0:12:42 William Moyers
So Peter you turned the adversity of your daughter's murder into the opportunity to help other people. The other thing that I know has been a big challenge that you've turned into an opportunity has been what happened in the Twin Cities in the summer of 2020. This past summer. With the murder of George Floyd and the racial strife. Tell—tell me how all of that has impacted your own perspective in your journey.
0:13:10 Peter Hayden
Well, yeah, you know, it's—I could've been George Floyd, you could've been George Floyd. But more so I could have, because I was crazy. As my son talks about all the time, State Senator Hayden, he talks about if the way the world is today, in Minnesota is the day. If I hadn't been going through—if I had been out there in the streets, just put it that way, I had more of a chance being George Floyd than Peter Hayden who you're talking to now. And that's 'cause I was crazy. And but at least there was people like Hazelden Betty Ford and you in particular that gave me an opportunity to change my life!
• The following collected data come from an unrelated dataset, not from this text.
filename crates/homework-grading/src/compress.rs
//! Size check before upload. Bytes are never altered.

use crate::types::CanonicalImage;

/// Decoded size above which a warning is logged, in KiB.
pub const COMPRESS_THRESHOLD_KB: usize = 1024;

/// Check the approximate decoded size of `image` against `max_kb` and
/// return it unchanged.
pub fn compress_image(image: CanonicalImage, max_kb: usize) -> CanonicalImage {
    let size_kb = image.approx_decoded_len() as f64 / 1024.0;
    if size_kb > max_kb as f64 {
        tracing::warn!("图片大小 {size_kb:.2}KB 超过限制 {max_kb}KB，建议压缩");
    }
    image
}
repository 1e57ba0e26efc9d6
//! Homework grading: turn a photo of a worksheet into per-question verdicts and a letter grade.

pub mod acquire;
pub mod compress;
pub mod grader;
pub mod model;
pub mod parse;
pub mod prompt;
pub mod service;
pub mod types;
pub mod validate;

pub use acquire::ImageAcquirer;
pub use model::{ModelConfig, OpenAiCompatibleClient, VisionModel};
pub use service::{GradeRequest, GradingService, ImageSource};
pub use types::*;
pub use validate::{classify, is_http_url, validate_base64, InputKind};
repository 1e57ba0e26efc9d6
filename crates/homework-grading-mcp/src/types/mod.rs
//! All MCP data types used by the server.

pub mod capabilities;
pub mod error;
pub mod message;
pub mod request;
pub mod response;

pub use capabilities::*;
pub use error::*;
pub use message::*;
pub use request::*;
pub use response::*;
//! Core data types for submissions, grading results, and errors.

use chrono::{DateTime, Utc};
use serde::{Deserialize, Serialize};
use uuid::Uuid;

/// Points a question is worth when the caller does not say otherwise.
pub const DEFAULT_QUESTION_POINTS: u32 = 5;

/// Kind of question on the homework sheet.
#[derive(Debug, Clone, Copy, PartialEq, Eq, Serialize, Deserialize)]
#[serde(rename_all = "lowercase")]
pub enum QuestionType {
    Choice,
    Fill,
    Essay,
    Calculation,
}

/// Optional hint describing one question, forwarded to the model.
#[derive(Debug, Clone, PartialEq, Serialize, Deserialize)]
#[serde(rename_all = "camelCase")]
pub struct Question {
    pub id: String,
    #[serde(rename = "type")]
    pub question_type: QuestionType,
    pub content: String,
    #[serde(default, skip_serializing_if = "Option::is_none")]
    pub standard_answer: Option<String>,
    #[serde(default = "default_points")]
    pub points: u32,
}

fn default_points() -> u32 {
    DEFAULT_QUESTION_POINTS
}

/// An accepted image, held as a `data:<mediaType>;base64,<payload>` URI.
#[derive(Debug, Clone, PartialEq, Eq)]
pub struct CanonicalImage {
    media_type: String,
    data_uri: String,
}

impl CanonicalImage {
    pub fn new(media_type: impl Into<String>, payload: &str) -> Self {
        let media_type = media_type.into();
        let data_uri = format!("data:{media_type};base64,{payload}");
        Self {
            media_type,
            data_uri,
        }
    }

    pub fn media_type(&self) -> &str {
        &self.media_type
    }

    pub fn data_uri(&self) -> &str {
        &self.data_uri
    }

    /// The base64 payload without its `data:…;base64,` prefix.
    pub fn payload(&self) -> &str {
        crate::validate::strip_data_uri_prefix(&self.data_uri)
    }

    /// Approximate decoded size in bytes.
    pub fn approx_decoded_len(&self) -> usize {
        self.data_uri.len() * 3 / 4
    }
}

/// A single homework submission, alive for one tool invocation.
#[derive(Debug, Clone)]
pub struct Submission {
    pub id: Uuid,
    pub student_name: String,
    pub subject: String,
    pub image: CanonicalImage,
    pub questions: Option<Vec<Question>>,
    pub submitted_at: DateTime<Utc>,
}

impl Submission {
    pub fn new(
        student_name: impl Into<String>,
        subject: impl Into<String>,
        image: CanonicalImage,
        questions: Option<Vec<Question>>,
    ) -> Self {
        Self {
            id: Uuid::new_v4(),
            student_name: student_name.into(),
            subject: subject.into(),
            image,
            questions,
            submitted_at: Utc::now(),
        }
    }
}

/// Per-question verdict, coerced from the model reply.
#[derive(Debug, Clone, PartialEq, Serialize, Deserialize)]
#[serde(rename_all = "camelCase")]
pub struct GradingResult {
    pub question_id: String,
    pub question_content: String,
    pub is_correct: bool,
    pub student_answer: String,
    pub correct_answer: String,
    pub explanation: String,
    pub score: f64,
    pub max_score: f64,
    pub feedback: String,
}

/// Letter grade assigned by percentage band.
#[derive(Debug, Clone, Copy, PartialEq, Eq, Serialize, Deserialize)]
pub enum Grade {
    A,
    B,
    C,
    D,
    F,
}

impl Grade {
    /// Lower bounds are inclusive: 90 → A, 89.999 → B.
    pub fn from_percentage(percentage: f64) -> Self {
        if percentage >= 90.0 {
            Grade::A
        } else if percentage >= 80.0 {
            Grade::B
        } else if percentage >= 70.0 {
            Grade::C
        } else if percentage >= 60.0 {
            Grade::D
        } else {
            Grade::F
        }
    }

    pub fn from_scores(total: f64, max_total: f64) -> Self {
        Self::from_percentage(percentage(total, max_total))
    }

    pub fn as_str(&self) -> &'static str {
        match self {
            Grade::A => "A",
            Grade::B => "B",
            Grade::C => "C",
            Grade::D => "D",
            Grade::F => "F",
        }
    }
}

impl std::fmt::Display for Grade {
    fn fmt(&self, f: &mut std::fmt::Formatter<'_>) -> std::fmt::Result {
        f.write_str(self.as_str())
    }
}

/// `total / max_total · 100`, or 0 when nothing was gradable.
pub fn percentage(total: f64, max_total: f64) -> f64 {
    if max_total > 0.0 {
        total / max_total * 100.0
    } else {
        0.0
    }
}

/// Aggregated outcome for one submission.
#[derive(Debug, Clone, Serialize, Deserialize)]
#[serde(rename_all = "camelCase")]
pub struct GradingResponse {
    pub submission_id: Uuid,
    pub total_score: f64,
    pub max_total_score: f64,
    pub grade: Grade,
    pub results: Vec<GradingResult>,
    pub overall_feedback: String,
    pub graded_at: DateTime<Utc>,
}

/// Render a score the way a person writes it: `5`, `3.5`.
pub fn format_score(value: f64) -> String {
    if value.fract() == 0.0 && value.abs() < 1e15 {
        format!("{}", value as i64)
    } else {
        format!("{value}")
    }
}

/// Errors that can occur while grading a submission.
#[derive(thiserror::Error, Debug)]
pub enum GradingError {
    #[error("{0}")]
    ValidationFailed(String),

    #[error("图片格式不正确：{0}")]
    BadBase64(String),

    #[error("图片下载失败: {status} {status_text}")]
    DownloadFailed { status: u16, status_text: String },

    #[error("图片下载超时，请检查网络连接或稍后重试")]
    DownloadTimeout,

    #[error("图片URL无法访问: {0}，请检查网络连接和URL有效性")]
    DownloadUnreachable(String),

    #[error("URL返回的内容不是图片格式: {0}")]
    WrongContentType(String),

    #[error("图片文件过大（{size_mb:.2}MB），请使用小于10MB的图片")]
    ImageTooLarge { size_mb: f64 },

    #[error("MODELSCOPE_API_KEY 环境变量未设置")]
    MissingApiKey,

    #[error("模型调用失败: {0}")]
    ModelCallFailed(String),

    #[error("模型调用失败: 模型返回内容为空")]
    EmptyModelReply,

    #[error("解析失败: {0}")]
    ParseFailed(String),

    #[error("解析失败: {0}")]
    BadShape(String),

    #[error("批改失败: {0}")]
    Failed(Box<GradingError>),
}

/// Convenience result type.
pub type HomeworkResult<T> = Result<T, GradingError>;

#[cfg(test)]
mod tests {
    use super::*;

    #[test]
    fn test_grade_boundaries() {
        assert_eq!(Grade::from_percentage(89.999), Grade::B);
        assert_eq!(Grade::from_percentage(90.0), Grade::A);
        assert_eq!(Grade::from_percentage(79.999), Grade::C);
        assert_eq!(Grade::from_percentage(80.0), Grade::B);
        assert_eq!(Grade::from_percentage(69.999), Grade::D);
        assert_eq!(Grade::from_percentage(70.0), Grade::C);
        assert_eq!(Grade::from_percentage(59.999), Grade::F);
        assert_eq!(Grade::from_percentage(60.0), Grade::D);
    }

    #[test]
    fn test_grade_empty_totals() {
        assert_eq!(Grade::from_scores(0.0, 0.0), Grade::F);
        assert_eq!(percentage(3.0, 0.0), 0.0);
    }

    #[test]
    fn test_format_score() {
        assert_eq!(format_score(5.0), "5");
        assert_eq!(format_score(3.5), "3.5");
        assert_eq!(format_score(0.0), "0");
    }

    #[test]
    fn test_question_defaults_points() {
        let q: Question = serde_json::from_value(serde_json::json!({
            "id": "1",
            "type": "choice",
            "content": "1+1=?"
        }))
        .unwrap();
        assert_eq!(q.points, DEFAULT_QUESTION_POINTS);
        assert!(q.standard_answer.is_none());
    }

    #[test]
    fn test_error_messages() {
        let err = GradingError::Failed(Box::new(GradingError::DownloadFailed {
            status: 404,
            status_text: "Not Found".to_string(),
        }));
        assert_eq!(err.to_string(), "批改失败: 图片下载失败: 404 Not Found");
        let err = GradingError::ImageTooLarge { size_mb: 10.5 };
        assert_eq!(err.to_string(), "图片文件过大（10.50MB），请使用小于10MB的图片");
    }

    #[test]
    fn test_canonical_image_payload() {
        let img = CanonicalImage::new("image/png", "iVBORw0KGgo=");
        assert_eq!(img.data_uri(), "data:image/png;base64,iVBORw0KGgo=");
        assert_eq!(img.payload(), "iVBORw0KGgo=");
        assert_eq!(img.media_type(), "image/png");
    }
}
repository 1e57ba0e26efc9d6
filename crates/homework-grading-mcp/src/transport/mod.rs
//! Transport layer for MCP communication.

pub mod framing;
pub mod stdio;

pub use stdio::StdioTransport;
//! Vision-model client for OpenAI-compatible chat-completions endpoints.

use async_trait::async_trait;
use serde::{Deserialize, Serialize};
use serde_json::Value;

use crate::types::{GradingError, HomeworkResult};

pub const DEFAULT_BASE_URL: &str = "https://api-inference.modelscope.cn/v1";
pub const DEFAULT_MODEL: &str = "Qwen/Qwen3-VL-235B-A22B-Instruct";
pub const DEFAULT_MAX_TOKENS: u32 = 4096;
pub const DEFAULT_TEMPERATURE: f32 = 0.3;

const PROBE_PROMPT: &str = "Hello, this is a test message. Please respond with \"OK\".";
const PROBE_MAX_TOKENS: u32 = 10;

/// Remote model settings.
#[derive(Debug, Clone)]
pub struct ModelConfig {
    pub api_key: Option<String>,
    pub base_url: String,
    pub model: String,
    pub max_tokens: u32,
    pub temperature: f32,
}

impl ModelConfig {
    pub fn new(api_key: Option<String>) -> Self {
        Self {
            api_key: api_key.filter(|k| !k.trim().is_empty()),
            ..Self::default()
        }
    }
}

impl Default for ModelConfig {
    fn default() -> Self {
        Self {
            api_key: None,
            base_url: DEFAULT_BASE_URL.to_string(),
            model: DEFAULT_MODEL.to_string(),
            max_tokens: DEFAULT_MAX_TOKENS,
            temperature: DEFAULT_TEMPERATURE,
        }
    }
}

#[derive(Debug, Clone, PartialEq, Serialize, Deserialize)]
pub struct ImageUrl {
    pub url: String,
}

/// One part of a multipart message.
#[derive(Debug, Clone, PartialEq, Serialize, Deserialize)]
#[serde(tag = "type", rename_all = "snake_case")]
pub enum ContentPart {
    Text { text: String },
    ImageUrl { image_url: ImageUrl },
}

impl ContentPart {
    pub fn text(text: impl Into<String>) -> Self {
        ContentPart::Text { text: text.into() }
    }

    pub fn image_url(url: impl Into<String>) -> Self {
        ContentPart::ImageUrl {
            image_url: ImageUrl { url: url.into() },
        }
    }
}

#[derive(Debug, Clone, PartialEq, Serialize, Deserialize)]
#[serde(untagged)]
pub enum MessageContent {
    Text(String),
    Parts(Vec<ContentPart>),
}

#[derive(Debug, Clone, PartialEq, Serialize, Deserialize)]
pub struct ChatMessage {
    pub role: String,
    pub content: MessageContent,
}

impl ChatMessage {
    pub fn system(text: impl Into<String>) -> Self {
        Self {
            role: "system".to_string(),
            content: MessageContent::Text(text.into()),
        }
    }

    pub fn user(text: impl Into<String>) -> Self {
        Self {
            role: "user".to_string(),
            content: MessageContent::Text(text.into()),
        }
    }

    pub fn user_parts(parts: Vec<ContentPart>) -> Self {
        Self {
            role: "user".to_string(),
            content: MessageContent::Parts(parts),
        }
    }
}

#[derive(Debug, Clone, Serialize)]
struct ChatCompletionRequest<'a> {
    model: &'a str,
    messages: &'a [ChatMessage],
    max_tokens: u32,
    temperature: f32,
    stream: bool,
}

/// A model that turns chat messages into a text reply.
#[async_trait]
pub trait VisionModel: Send + Sync {
    /// Send `messages` and return the raw text of the first choice.
    async fn complete(&self, messages: &[ChatMessage]) -> HomeworkResult<String>;

    /// Probe the endpoint with a trivial prompt. Never fails.
    async fn test_connection(&self) -> bool;
}

/// Chat-completions client for OpenAI-compatible APIs.
pub struct OpenAiCompatibleClient {
    http: reqwest::Client,
    api_key: String,
    endpoint: String,
    config: ModelConfig,
}

impl OpenAiCompatibleClient {
    /// Fails with [`GradingError::MissingApiKey`] when no credential is set.
    pub fn new(config: ModelConfig) -> HomeworkResult<Self> {
        let api_key = match config.api_key.as_deref() {
            Some(key) if !key.trim().is_empty() => key.to_string(),
            _ => {
                tracing::warn!("模型服务初始化失败：缺少API密钥");
                return Err(GradingError::MissingApiKey);
            }
        };
        let endpoint = format!("{}/chat/completions", config.base_url.trim_end_matches('/'));

        Ok(Self {
            http: reqwest::Client::new(),
            api_key,
            endpoint,
            config,
        })
    }

    async fn send(
        &self,
        messages: &[ChatMessage],
        max_tokens: u32,
        temperature: f32,
    ) -> HomeworkResult<Value> {
        let body = ChatCompletionRequest {
            model: &self.config.model,
            messages,
            max_tokens,
            temperature,
            stream: false,
        };

        let response = self
            .http
            .post(&self.endpoint)
            .bearer_auth(&self.api_key)
            .json(&body)
            .send()
            .await
            .map_err(|e| GradingError::ModelCallFailed(e.to_string()))?;

        let status = response.status();
        if !status.is_success() {
            let detail = response.text().await.unwrap_or_default();
            return Err(GradingError::ModelCallFailed(format!(
                "{} {}",
                status.as_u16(),
                detail.trim()
            )));
        }

        response
            .json::<Value>()
            .await
            .map_err(|e| GradingError::ModelCallFailed(e.to_string()))
    }
}

/// Text of `choices[0].message.content`, if present and non-empty.
fn first_choice_text(response: &Value) -> Option<&str> {
    response["choices"][0]["message"]["content"]
        .as_str()
        .filter(|s| !s.is_empty())
}

#[async_trait]
impl VisionModel for OpenAiCompatibleClient {
    async fn complete(&self, messages: &[ChatMessage]) -> HomeworkResult<String> {
        let response = self
            .send(messages, self.config.max_tokens, self.config.temperature)
            .await?;
        let content = first_choice_text(&response).ok_or(GradingError::EmptyModelReply)?;
        tracing::debug!("模型返回内容: {content}");
        Ok(content.to_string())
    }

    async fn test_connection(&self) -> bool {
        let messages = [ChatMessage::user(PROBE_PROMPT)];
        match self.send(&messages, PROBE_MAX_TOKENS, 0.0).await {
            Ok(response) => first_choice_text(&response).is_some(),
            Err(e) => {
                tracing::error!("模型连接测试失败: {e}");
                false
            }
        }
    }
}
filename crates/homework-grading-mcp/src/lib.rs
//! Homework grading MCP server. Exposes `grade_homework` to LLM hosts over stdio.

pub mod config;
pub mod protocol;
pub mod tools;
pub mod transport;
pub mod types;

pub use config::ServerConfig;
pub use protocol::ProtocolHandler;
pub use transport::StdioTransport;
//! Homework grading MCP server entry point.

use std::sync::Arc;

use clap::{CommandFactory, Parser, Subcommand};
use clap_complete::Shell;
use tracing_subscriber::EnvFilter;

use homework_grading::{GradingService, ImageAcquirer, OpenAiCompatibleClient, VisionModel};
use homework_grading_mcp::config::ServerConfig;
use homework_grading_mcp::protocol::ProtocolHandler;
use homework_grading_mcp::tools::ToolRegistry;
use homework_grading_mcp::transport::StdioTransport;
use homework_grading_mcp::types::InitializeResult;

#[derive(Parser)]
#[command(
    name = "homework-grading-mcp",
    about = "MCP server that grades photographed homework with a vision-language model",
    version
)]
struct Cli {
    /// Log level (trace, debug, info, warn, error). Overrides LOG_LEVEL.
    #[arg(long, global = true)]
    log_level: Option<String>,

    #[command(subcommand)]
    command: Option<Commands>,
}

#[derive(Subcommand)]
enum Commands {
    /// Start MCP server over stdio (default).
    Serve,

    /// Print server capabilities as JSON.
    Info,

    /// Probe the model endpoint with a trivial prompt.
    Check,

    /// Generate shell completion scripts.
    ///
    /// Examples:
    ///   homework-grading-mcp completions bash > ~/.local/share/bash-completion/completions/homework-grading-mcp
    ///   homework-grading-mcp completions zsh > ~/.zfunc/_homework-grading-mcp
    Completions {
        /// Shell type (bash, zsh, fish, powershell, elvish).
        shell: Shell,
    },
}

#[tokio::main]
async fn main() -> anyhow::Result<()> {
    let cli = Cli::parse();

    let dotenv = dotenvy::dotenv();
    let config = ServerConfig::from_env();

    tracing_subscriber::fmt()
        .with_env_filter(env_filter(cli.log_level.as_deref(), &config))
        .with_writer(std::io::stderr)
        .init();

    if let Ok(path) = dotenv {
        tracing::debug!("Loaded environment from {}", path.display());
    }

    install_panic_hook();

    match cli.command.unwrap_or(Commands::Serve) {
        Commands::Serve => serve(config).await?,

        Commands::Info => {
            let init = InitializeResult::for_server(config.implementation());
            let tools = ToolRegistry::list_tools();
            let info = serde_json::json!({
                "server": init.server_info,
                "protocol_version": init.protocol_version,
                "capabilities": init.capabilities,
                "tools": tools.iter().map(|t| &t.name).collect::<Vec<_>>(),
                "tool_count": tools.len(),
                "model_configured": config.has_api_key(),
            });
            println!("{}", serde_json::to_string_pretty(&info)?);
        }

        Commands::Check => {
            let Some(model) = build_model(&config) else {
                eprintln!("MODELSCOPE_API_KEY 环境变量未设置");
                std::process::exit(1);
            };
            if model.test_connection().await {
                println!("✅ 模型连接测试通过");
            } else {
                eprintln!("⚠️  模型连接测试失败，请检查API配置");
                std::process::exit(1);
            }
        }

        Commands::Completions { shell } => {
            let mut cmd = Cli::command();
            clap_complete::generate(
                shell,
                &mut cmd,
                "homework-grading-mcp",
                &mut std::io::stdout(),
            );
        }
    }

    Ok(())
}

/// `RUST_LOG` wins, then `--log-level`, then `LOG_LEVEL`, then `info`.
fn env_filter(cli_level: Option<&str>, config: &ServerConfig) -> EnvFilter {
    EnvFilter::try_from_default_env().unwrap_or_else(|_| {
        let level = cli_level.unwrap_or(&config.log_level);
        EnvFilter::try_new(level).unwrap_or_else(|_| EnvFilter::new("info"))
    })
}

fn install_panic_hook() {
    std::panic::set_hook(Box::new(|panic_info| {
        tracing::error!("未捕获的异常: {panic_info}");
        std::process::exit(1);
    }));
}

fn build_model(config: &ServerConfig) -> Option<Arc<dyn VisionModel>> {
    match OpenAiCompatibleClient::new(config.model_config()) {
        Ok(client) => Some(Arc::new(client) as Arc<dyn VisionModel>),
        Err(_) => None,
    }
}

async fn serve(config: ServerConfig) -> anyhow::Result<()> {
    tracing::info!("🚀 启动作业批改MCP服务器 v{}", config.server_version);
    tracing::info!("📋 服务器名称: {}", config.server_name);

    let model = build_model(&config);
    match &model {
        Some(model) => {
            if model.test_connection().await {
                tracing::info!("✅ 模型连接测试通过");
            } else {
                tracing::warn!("⚠️  模型连接测试失败，请检查API配置");
            }
        }
        None => {
            tracing::warn!("⚠️  MODELSCOPE_API_KEY 未配置，模型功能将不可用");
            tracing::warn!("🔑 请在环境变量中设置有效的 MODELSCOPE_API_KEY");
        }
    }

    let service = Arc::new(GradingService::new(ImageAcquirer::new(), model));
    let handler = ProtocolHandler::new(service, config.implementation());
    let transport = StdioTransport::new(handler);

    tracing::info!("✅ MCP服务器启动成功，等待客户端连接...");
    tracing::info!("🔧 可用工具: grade_homework - 智能批改作业（只需上传图片）");

    tokio::select! {
        result = transport.run() => result?,
        signal = shutdown_signal() => tracing::info!("收到{signal}信号，正在关闭服务器..."),
    }

    tracing::info!("✅ 服务器已关闭");
    Ok(())
}

#[cfg(unix)]
async fn shutdown_signal() -> &'static str {
    use tokio::signal::unix::{signal, SignalKind};

    match signal(SignalKind::terminate()) {
        Ok(mut sigterm) => tokio::select! {
            _ = tokio::signal::ctrl_c() => "中断 (SIGINT)",
            _ = sigterm.recv() => "终止 (SIGTERM)",
        },
        Err(e) => {
            tracing::warn!("无法监听 SIGTERM: {e}");
            let _ = tokio::signal::ctrl_c().await;
            "中断 (SIGINT)"
        }
    }
}

#[cfg(not(unix))]
async fn shutdown_signal() -> &'static str {
    let _ = tokio::signal::ctrl_c().await;
    "中断 (SIGINT)"
}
So our acronym for Turning Point is a Time and a Place to change your mind. And that's what we're trying to do. We're not—you're not going to see me on TV a lot or whatever the case is, but you're going to hear about Turning Point. And that's why I'm on your show and I wanna be on other's people shows to say you don't always have to be talkative as much as your actions speak louder than your words.
0:14:37 William Moyers
[nods] Amen. Thanks, Peter Hayden, you are an inspiration to thousands of people, me among them.
0:14:43 Peter Hayden
Let me say this. My family I have a son—in other words, I'm an alcoholic, but my son never had to do that because he was a State Senator. My daughter Taylor graduated from Prairie View A&M. My daughter Sydney graduated from the University of Missouri and is a grade school teacher. And then my daughter Erin Nicole works for Target. And she graduated from Mississippi State. And I couldn't do that without the program and certainly without my wife.
0:15:22 William Moyers
Thank you for sharing your family and your recovery with us today, Peter Hayden. [turns to camera] Please join us for another edition of Let's Talk and make sure to tell your family and friends, colleagues and fellow travelers to check out our podcast too. On behalf of our Executive Producer, Lisa Stangl, and the crew at Blue Moon Productions, we want to urge you to remember together we are building a healthier, wholesome, and happier tomorrow, one day, one life, one family, and one community at a time. Stay safe, stay healthy, stay the course.